“At no point did we ever make any racial comments,” Aylor said. “We don’t do that, and we’ve never done that. That’s not who we are.”
Several attempts to contact SIAA league officials to obtain the official report were unsuccessful.
Back in Oklahoma, as the T-Wolves dealt with the fallout at home including injuries to several players, Dickerson’s comments pushed the story onto the national scene. Aylor didn’t learn about Dickerson’s comments, made late that night to the Pensacola News-Journal hours after the game ended and when North was on its way back to Oklahoma, until the next day and said he wasn’t contacted or given a chance to defend his team.
North’s administration investigated all the claims made against the team, and principal Bryan Young said there was no basis to the allegations of racial taunting. Media members who were on or near the field said they didn’t hear any racial slurs, though there was some talking going on between both teams.

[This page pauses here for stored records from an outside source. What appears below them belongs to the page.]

//! Tick-driven scheduler.
//!
//! Each tick promotes Scheduled jobs whose time has come and fires due
//! recurring definitions. A failed tick is logged and the next one starts
//! from whatever the store still holds, so nothing due is ever dropped.

use hopper_core::{Clock, OverlapPolicy, RecurringDefinition, Result};
use hopper_db::{JobStore, RecurringFire};
use std::sync::Arc;
use std::time::Duration;
use tokio::sync::watch;
use tracing::{debug, error, info};

use crate::time::pause;

#[derive(Debug, Clone)]
pub struct SchedulerOptions {
    pub poll_interval: Duration,
    /// Rows promoted per store round trip. Also bounds recurring
    /// definitions fired per tick.
    pub batch_size: u32,
    /// `max_retries` for recurring instances whose definition sets none.
    pub default_max_retries: u32,
}

impl Default for SchedulerOptions {
    fn default() -> Self {
        Self {
            poll_interval: Duration::from_secs(1),
            batch_size: 500,
            default_max_retries: 10,
        }
    }
}

#[derive(Debug, Clone, Copy, Default, PartialEq, Eq)]
pub struct TickReport {
    pub promoted: u64,
    pub fired: u64,
    /// Recurring fires skipped because an earlier instance is still active.
    pub skipped: u64,
}

pub struct Scheduler {
    store: Arc<dyn JobStore>,
    clock: Arc<dyn Clock>,
    options: SchedulerOptions,
}

impl Scheduler {
    pub fn new(store: Arc<dyn JobStore>, clock: Arc<dyn Clock>, options: SchedulerOptions) -> Self {
        Self {
            store,
            clock,
            options,
        }
    }

    pub async fn tick(&self) -> Result<TickReport> {
        let mut report = TickReport {
            promoted: self.promote().await?,
            ..Default::default()
        };

        let now = self.clock.now();
        let due = self
            .store
            .due_recurring(now, self.options.batch_size.max(1))
            .await?;
        for definition in due {
            match self.fire(&definition).await? {
                Fired::Enqueued => report.fired += 1,
                Fired::Skipped => report.skipped += 1,
                Fired::Raced => {}
            }
        }

        Ok(report)
    }

    async fn promote(&self) -> Result<u64> {
        let batch = self.options.batch_size.max(1);
        let mut promoted = 0;
        loop {
            let n = self.store.promote_due(self.clock.now(), batch).await?;
            promoted += n;
            if n < u64::from(batch) {
                break;
            }
        }
        if promoted > 0 {
            debug!(promoted, "Promoted scheduled jobs");
        }
        Ok(promoted)
    }

    async fn fire(&self, definition: &RecurringDefinition) -> Result<Fired> {
        let now = self.clock.now();

        // One fire per tick; the next one is computed from now so an outage
        // does not leave a backlog of missed fires.
        let next_fire_at = match definition.following_fire(now) {
            Ok(at) => at,
            Err(e) => {
                error!(recurring = %definition.name, error = %e, "Cannot compute next fire time");
                return Ok(Fired::Raced);
            }
        };

        let skip = definition.overlap == OverlapPolicy::Skip
            && self.store.has_active_instance(&definition.name).await?;
        let job = (!skip).then(|| definition.spawn(self.options.default_max_retries, now));
        let job_id = job.as_ref().map(|job| job.id);

        let fire = RecurringFire {
            name: definition.name.clone(),
            expected_next_fire_at: definition.next_fire_at,
            next_fire_at,
            fired_at: now,
            job,
        };
        if !self.store.fire_recurring(&fire).await? {
            debug!(recurring = %definition.name, "Recurring definition fired elsewhere");
            return Ok(Fired::Raced);
        }

        match job_id {
            Some(job_id) => {
                info!(
                    recurring = %definition.name,
                    job_id = %job_id,
                    next_fire_at = %next_fire_at,
                    "Fired recurring job"
                );
                Ok(Fired::Enqueued)
            }
            None => {
                info!(
                    recurring = %definition.name,
                    next_fire_at = %next_fire_at,
                    "Previous instance still active, skipping fire"
                );
                Ok(Fired::Skipped)
            }
        }
    }

    pub async fn run(&self, mut shutdown: watch::Receiver<bool>) {
        info!(interval = ?self.options.poll_interval, "Starting scheduler");
        loop {
            if let Err(e) = self.tick().await {
                error!(error = %e, "Scheduler tick failed");
            }
            if pause(self.options.poll_interval, &mut shutdown).await {
                break;
            }
        }
        info!("Scheduler stopped");
    }
}

enum Fired {
    Enqueued,
    Skipped,
    /// Another scheduler got there first, or the definition is unusable.
    Raced,
}

#[cfg(test)]
mod tests {
    use super::*;
    use chrono::{TimeZone, Utc};
    use hopper_core::{
        Job, JobQuery, JobState, ManualClock, NewJob, Payload, RecurringOptions,
    };
    use hopper_db::MemoryJobStore;

    fn t0() -> chrono::DateTime<Utc> {
        Utc.with_ymd_and_hms(2024, 6, 1, 12, 0, 30).unwrap()
    }

    fn scheduler(store: Arc<MemoryJobStore>, clock: Arc<ManualClock>) -> Scheduler {
        Scheduler::new(
            store,
            clock,
            SchedulerOptions {
                batch_size: 2,
                ..Default::default()
            },
        )
    }

    async fn recurring(store: &MemoryJobStore, overlap: OverlapPolicy) -> RecurringDefinition {
        let def = RecurringDefinition::new(
            "report",
            "* * * * *",
            Payload::bare("report"),
            RecurringOptions {
                overlap,
                ..Default::default()
            },
            t0(),
        )
        .unwrap();
        store.upsert_recurring(&def).await.unwrap();
        def
    }

    #[tokio::test]
    async fn test_promotes_due_jobs_across_batches() {
        let store = Arc::new(MemoryJobStore::new());
        let clock = Arc::new(ManualClock::new(t0()));
        for secs in [10, 20, 30, 40, 50] {
            let job = Job::scheduled(
                NewJob::new(Payload::bare("later")),
                0,
                t0() + chrono::Duration::seconds(secs),
                t0(),
            );
            store.create(&job).await.unwrap();
        }

        clock.advance(chrono::Duration::seconds(45));
        let report = scheduler(store.clone(), clock).tick().await.unwrap();
        assert_eq!(report.promoted, 4);

        let page = store
            .query(&JobQuery::new().in_state(JobState::Scheduled))
            .await
            .unwrap();
        assert_eq!(page.items.len(), 1);
    }

    #[tokio::test]
    async fn test_recurring_fires_once_per_due_tick() {
        let store = Arc::new(MemoryJobStore::new());
        let clock = Arc::new(ManualClock::new(t0()));
        let scheduler = scheduler(store.clone(), clock.clone());
        recurring(&store, OverlapPolicy::Allow).await;

        assert_eq!(scheduler.tick().await.unwrap(), TickReport::default());

        clock.advance(chrono::Duration::seconds(31));
        let report = scheduler.tick().await.unwrap();
        assert_eq!(report.fired, 1);

        let def = store.get_recurring("report").await.unwrap().unwrap();
        assert!(def.next_fire_at > clock.now());
        assert_eq!(def.last_fired_at, Some(clock.now()));
        let job = store.get(def.last_job_id.unwrap()).await.unwrap();
        assert_eq!(job.state, JobState::Enqueued);
        assert_eq!(job.recurring_name.as_deref(), Some("report"));

        // Same instant: nothing is due any more.
        assert_eq!(scheduler.tick().await.unwrap().fired, 0);
    }

    #[tokio::test]
    async fn test_outage_fires_once_and_moves_on() {
        let store = Arc::new(MemoryJobStore::new());
        let clock = Arc::new(ManualClock::new(t0()));
        let scheduler = scheduler(store.clone(), clock.clone());
        recurring(&store, OverlapPolicy::Allow).await;

        clock.advance(chrono::Duration::hours(5));
        assert_eq!(scheduler.tick().await.unwrap().fired, 1);
        assert_eq!(scheduler.tick().await.unwrap().fired, 0);
        assert_eq!(store.len().await, 1);

        let def = store.get_recurring("report").await.unwrap().unwrap();
        assert!(def.next_fire_at > clock.now());
        assert!(def.next_fire_at <= clock.now() + chrono::Duration::minutes(1));
    }

    #[tokio::test]
    async fn test_skip_overlap_while_instance_active() {
        let store = Arc::new(MemoryJobStore::new());
        let clock = Arc::new(ManualClock::new(t0()));
        let scheduler = scheduler(store.clone(), clock.clone());
        recurring(&store, OverlapPolicy::Skip).await;

        clock.advance(chrono::Duration::minutes(1));
        assert_eq!(scheduler.tick().await.unwrap().fired, 1);

        // First instance never ran; the second fire is skipped but the
        // schedule still advances.
        clock.advance(chrono::Duration::minutes(1));
        let report = scheduler.tick().await.unwrap();
        assert_eq!(report.fired, 0);
        assert_eq!(report.skipped, 1);
        assert_eq!(store.len().await, 1);
        let def = store.get_recurring("report").await.unwrap().unwrap();
        assert!(def.next_fire_at > clock.now());
    }

    #[tokio::test]
    async fn test_allow_overlap_fires_regardless() {
        let store = Arc::new(MemoryJobStore::new());
        let clock = Arc::new(ManualClock::new(t0()));
        let scheduler = scheduler(store.clone(), clock.clone());
        recurring(&store, OverlapPolicy::Allow).await;

        for _ in 0..3 {
            clock.advance(chrono::Duration::minutes(1));
            assert_eq!(scheduler.tick().await.unwrap().fired, 1);
        }
        assert_eq!(store.len().await, 3);
    }
}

OSSAA regulations require that any player who leaves the bench be suspended for one game, and anyone involved in an altercation miss at least two. Suspensions handed down by administrators for the incident kept a number of North’s players off the field in a 20-11 loss to Lawton on Monday, and several more out for North’s 11-4 victory over the Wolverines on Tuesday.
With Friday’s win, the Timberwolves hope to put to rest the incident and move forward with a team that has state tournament aspirations.
“I think the coaches and everyone is moving on,” Young said. “They’ll put it behind them and learn from it. They’re a good baseball team and they have some high expectations moving forward.”
The adversity the team has faced in the past week will ultimately help the team to grow, Aylor said.